• **Your task**
Go through each line of the records below and count those with the word "FatArrow". Give only the count.

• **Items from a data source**
▼

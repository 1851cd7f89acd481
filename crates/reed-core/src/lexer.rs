//! Byte-oriented scanner producing a [`Token`] stream.
//!
//! The lexer is UTF-8-agnostic: it scans raw bytes and only interprets ASCII structure (digits,
//! letters, punctuation); any other byte is treated as part of an identifier or string body. This
//! mirrors `original_source/src/lexer.c`, which indexes `const char*` directly.

use crate::token::{Token, TokenKind};

/// Scans a source buffer into [`Token`]s on demand.
///
/// Whitespace (space, tab, carriage return) and `#` line comments are skipped; line feeds are
/// emitted as explicit [`TokenKind::Newline`] tokens so statement boundaries exist at the token
/// level even though the parser treats newlines as optional separators.
pub struct Lexer<'src> {
    src: &'src str,
    bytes: &'src [u8],
    pos: usize,
    line: u32,
    col: u32,
}

impl<'src> Lexer<'src> {
    #[must_use]
    pub fn new(src: &'src str) -> Self {
        Self { src, bytes: src.as_bytes(), pos: 0, line: 1, col: 1 }
    }

    /// Scans and returns the next token, consuming it.
    pub fn next_token(&mut self) -> Token<'src> {
        self.skip_trivia();

        let start = self.pos;
        let line = self.line;
        let col = self.col;

        let Some(c) = self.peek() else {
            return Token::new(TokenKind::Eof, "", line, col);
        };

        if c == b'\n' {
            self.advance();
            return self.make(TokenKind::Newline, start, line, col);
        }
        if c.is_ascii_digit() {
            return self.number(start, line, col);
        }
        if is_ident_start(c) {
            return self.identifier(start, line, col);
        }
        if c == b'"' {
            return self.string(start, line, col);
        }

        self.advance();
        let kind = match c {
            b'+' => TokenKind::Plus,
            b'-' => {
                if self.matches(b'>') {
                    TokenKind::Arrow
                } else {
                    TokenKind::Minus
                }
            }
            b'*' => TokenKind::Star,
            b'/' => TokenKind::Slash,
            b'%' => TokenKind::Percent,
            b'=' => {
                if self.matches(b'=') {
                    TokenKind::EqEq
                } else if self.matches(b'>') {
                    TokenKind::FatArrow
                } else {
                    TokenKind::Eq
                }
            }
            b'!' => {
                if self.matches(b'=') {
                    TokenKind::NotEq
                } else {
                    return self.error_token(start, line, col);
                }
            }
            b'<' => {
                if self.matches(b'=') {
                    TokenKind::LtEq
                } else {
                    TokenKind::Lt
                }
            }
            b'>' => {
                if self.matches(b'=') {
                    TokenKind::GtEq
                } else {
                    TokenKind::Gt
                }
            }
            b'&' => TokenKind::Amp,
            b'.' => {
                if self.matches(b'.') {
                    TokenKind::DotDot
                } else {
                    TokenKind::Dot
                }
            }
            b'(' => TokenKind::LParen,
            b')' => TokenKind::RParen,
            b'{' => TokenKind::LBrace,
            b'}' => TokenKind::RBrace,
            b'[' => TokenKind::LBracket,
            b']' => TokenKind::RBracket,
            b',' => TokenKind::Comma,
            b':' => {
                if self.matches(b':') {
                    TokenKind::ColonColon
                } else if self.matches(b'=') {
                    TokenKind::ColonEq
                } else {
                    TokenKind::Colon
                }
            }
            b';' => TokenKind::Semicolon,
            b'@' => TokenKind::At,
            b'_' if !self.peek().is_some_and(is_ident_continue) => TokenKind::Underscore,
            _ => return self.error_token(start, line, col),
        };
        self.make(kind, start, line, col)
    }

    /// Returns the next token without consuming it.
    #[must_use]
    pub fn peek_token(&self) -> Token<'src> {
        let mut clone = Self { src: self.src, bytes: self.bytes, pos: self.pos, line: self.line, col: self.col };
        clone.next_token()
    }

    fn skip_trivia(&mut self) {
        loop {
            match self.peek() {
                Some(b' ' | b'\t' | b'\r') => {
                    self.advance();
                }
                Some(b'#') => {
                    while self.peek().is_some_and(|c| c != b'\n') {
                        self.advance();
                    }
                }
                _ => break,
            }
        }
    }

    fn number(&mut self, start: usize, line: u32, col: u32) -> Token<'src> {
        if self.peek() == Some(b'0') && matches!(self.peek_at(1), Some(b'x' | b'X')) {
            self.advance();
            self.advance();
            while self.peek().is_some_and(|c| c.is_ascii_hexdigit() || c == b'_') {
                self.advance();
            }
            return self.make(TokenKind::Int, start, line, col);
        }

        while self.peek().is_some_and(|c| c.is_ascii_digit() || c == b'_') {
            self.advance();
        }

        let mut is_float = false;
        if self.peek() == Some(b'.') && self.peek_at(1).is_some_and(|c| c.is_ascii_digit()) {
            is_float = true;
            self.advance();
            while self.peek().is_some_and(|c| c.is_ascii_digit() || c == b'_') {
                self.advance();
            }
        }

        self.make(if is_float { TokenKind::Float } else { TokenKind::Int }, start, line, col)
    }

    fn identifier(&mut self, start: usize, line: u32, col: u32) -> Token<'src> {
        while self.peek().is_some_and(is_ident_continue) {
            self.advance();
        }
        let text = &self.src[start..self.pos];
        let kind = keyword_kind(text).unwrap_or(TokenKind::Identifier);
        Token::new(kind, text, line, col)
    }

    fn string(&mut self, start: usize, line: u32, col: u32) -> Token<'src> {
        self.advance(); // opening quote
        loop {
            match self.peek() {
                None | Some(b'\n') => {
                    return self.error_token(start, line, col);
                }
                Some(b'"') => {
                    self.advance();
                    break;
                }
                Some(b'\\') => {
                    self.advance();
                    if self.peek().is_some() {
                        self.advance();
                    }
                }
                Some(_) => {
                    self.advance();
                }
            }
        }
        self.make(TokenKind::Str, start, line, col)
    }

    /// Produces an error token; the parser turns this into a [`crate::error::Diagnostic`] once it
    /// knows what context the error occurred in.
    fn error_token(&self, start: usize, line: u32, col: u32) -> Token<'src> {
        let end = self.pos.max(start + 1).min(self.src.len());
        Token::new(TokenKind::Error, &self.src[start..end], line, col)
    }

    fn make(&self, kind: TokenKind, start: usize, line: u32, col: u32) -> Token<'src> {
        Token::new(kind, &self.src[start..self.pos], line, col)
    }

    fn peek(&self) -> Option<u8> {
        self.bytes.get(self.pos).copied()
    }

    fn peek_at(&self, offset: usize) -> Option<u8> {
        self.bytes.get(self.pos + offset).copied()
    }

    fn advance(&mut self) -> Option<u8> {
        let c = self.peek()?;
        self.pos += 1;
        if c == b'\n' {
            self.line += 1;
            self.col = 1;
        } else {
            self.col += 1;
        }
        Some(c)
    }

    fn matches(&mut self, expected: u8) -> bool {
        if self.peek() == Some(expected) {
            self.advance();
            true
        } else {
            false
        }
    }
}

fn is_ident_start(c: u8) -> bool {
    c.is_ascii_alphabetic() || c == b'_'
}

fn is_ident_continue(c: u8) -> bool {
    c.is_ascii_alphanumeric() || c == b'_'
}

fn keyword_kind(text: &str) -> Option<TokenKind> {
    Some(match text {
        "and" => TokenKind::And,
        "break" => TokenKind::Break,
        "continue" => TokenKind::Continue,
        "defer" => TokenKind::Defer,
        "elif" => TokenKind::Elif,
        "else" => TokenKind::Else,
        "false" => TokenKind::False,
        "fn" => TokenKind::Fn,
        "for" => TokenKind::For,
        "if" => TokenKind::If,
        "in" => TokenKind::In,
        "match" => TokenKind::Match,
        "nil" => TokenKind::Nil,
        "not" => TokenKind::Not,
        "or" => TokenKind::Or,
        "return" => TokenKind::Return,
        "true" => TokenKind::True,
        "while" => TokenKind::While,
        _ => return None,
    })
}

/// Decodes the escape sequences accepted by string literals (`\n \t \r \\ \" \0`); any other
/// backslash-letter pair passes both bytes through unchanged.
#[must_use]
pub fn unescape(raw: &str) -> String {
    let mut out = String::with_capacity(raw.len());
    let mut chars = raw.chars();
    while let Some(c) = chars.next() {
        if c != '\\' {
            out.push(c);
            continue;
        }
        match chars.next() {
            Some('n') => out.push('\n'),
            Some('t') => out.push('\t'),
            Some('r') => out.push('\r'),
            Some('\\') => out.push('\\'),
            Some('"') => out.push('"'),
            Some('0') => out.push('\0'),
            Some(other) => {
                out.push('\\');
                out.push(other);
            }
            None => out.push('\\'),
        }
    }
    out
}

#[cfg(test)]
mod tests {
    use super::*;

    fn kinds(src: &str) -> Vec<TokenKind> {
        let mut lexer = Lexer::new(src);
        let mut out = Vec::new();
        loop {
            let tok = lexer.next_token();
            if tok.kind == TokenKind::Eof {
                out.push(TokenKind::Eof);
                break;
            }
            out.push(tok.kind);
        }
        out
    }

    #[test]
    fn scans_punctuation_preferring_two_char_forms() {
        assert_eq!(
            kinds("== != <= >= :: := .. => ->"),
            vec![
                TokenKind::EqEq,
                TokenKind::NotEq,
                TokenKind::LtEq,
                TokenKind::GtEq,
                TokenKind::ColonColon,
                TokenKind::ColonEq,
                TokenKind::DotDot,
                TokenKind::FatArrow,
                TokenKind::Arrow,
                TokenKind::Eof,
            ]
        );
    }

    #[test]
    fn scans_hex_and_underscored_integers() {
        let mut lexer = Lexer::new("0xFF_00 1_000");
        let a = lexer.next_token();
        assert_eq!(a.kind, TokenKind::Int);
        assert_eq!(a.text, "0xFF_00");
        let b = lexer.next_token();
        assert_eq!(b.kind, TokenKind::Int);
        assert_eq!(b.text, "1_000");
    }

    #[test]
    fn reports_unterminated_string_as_error_token() {
        let mut lexer = Lexer::new("\"abc");
        assert_eq!(lexer.next_token().kind, TokenKind::Error);
    }

    #[test]
    fn keywords_are_not_identifiers() {
        assert_eq!(kinds("if elif else while for in fn return break continue match defer and or not"), vec![
            TokenKind::If,
            TokenKind::Elif,
            TokenKind::Else,
            TokenKind::While,
            TokenKind::For,
            TokenKind::In,
            TokenKind::Fn,
            TokenKind::Return,
            TokenKind::Break,
            TokenKind::Continue,
            TokenKind::Match,
            TokenKind::Defer,
            TokenKind::And,
            TokenKind::Or,
            TokenKind::Not,
            TokenKind::Eof,
        ]);
    }

    #[test]
    fn round_trips_source_modulo_trivia() {
        let src = "x := 1 + 2\n";
        let mut lexer = Lexer::new(src);
        let mut reconstructed = String::new();
        loop {
            let tok = lexer.next_token();
            if tok.kind == TokenKind::Eof {
                break;
            }
            if tok.kind == TokenKind::Newline {
                reconstructed.push('\n');
            } else {
                reconstructed.push_str(tok.text);
                reconstructed.push(' ');
            }
        }
        assert_eq!(reconstructed.trim(), "x := 1 + 2");
    }

    #[test]
    fn unescape_passes_through_unknown_sequences() {
        assert_eq!(unescape("a\\nb\\tc\\\\d"), "a\nb\tc\\d");
        assert_eq!(unescape("x\\qy"), "x\\qy");
    }
}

▲

• **Answer for the task**
2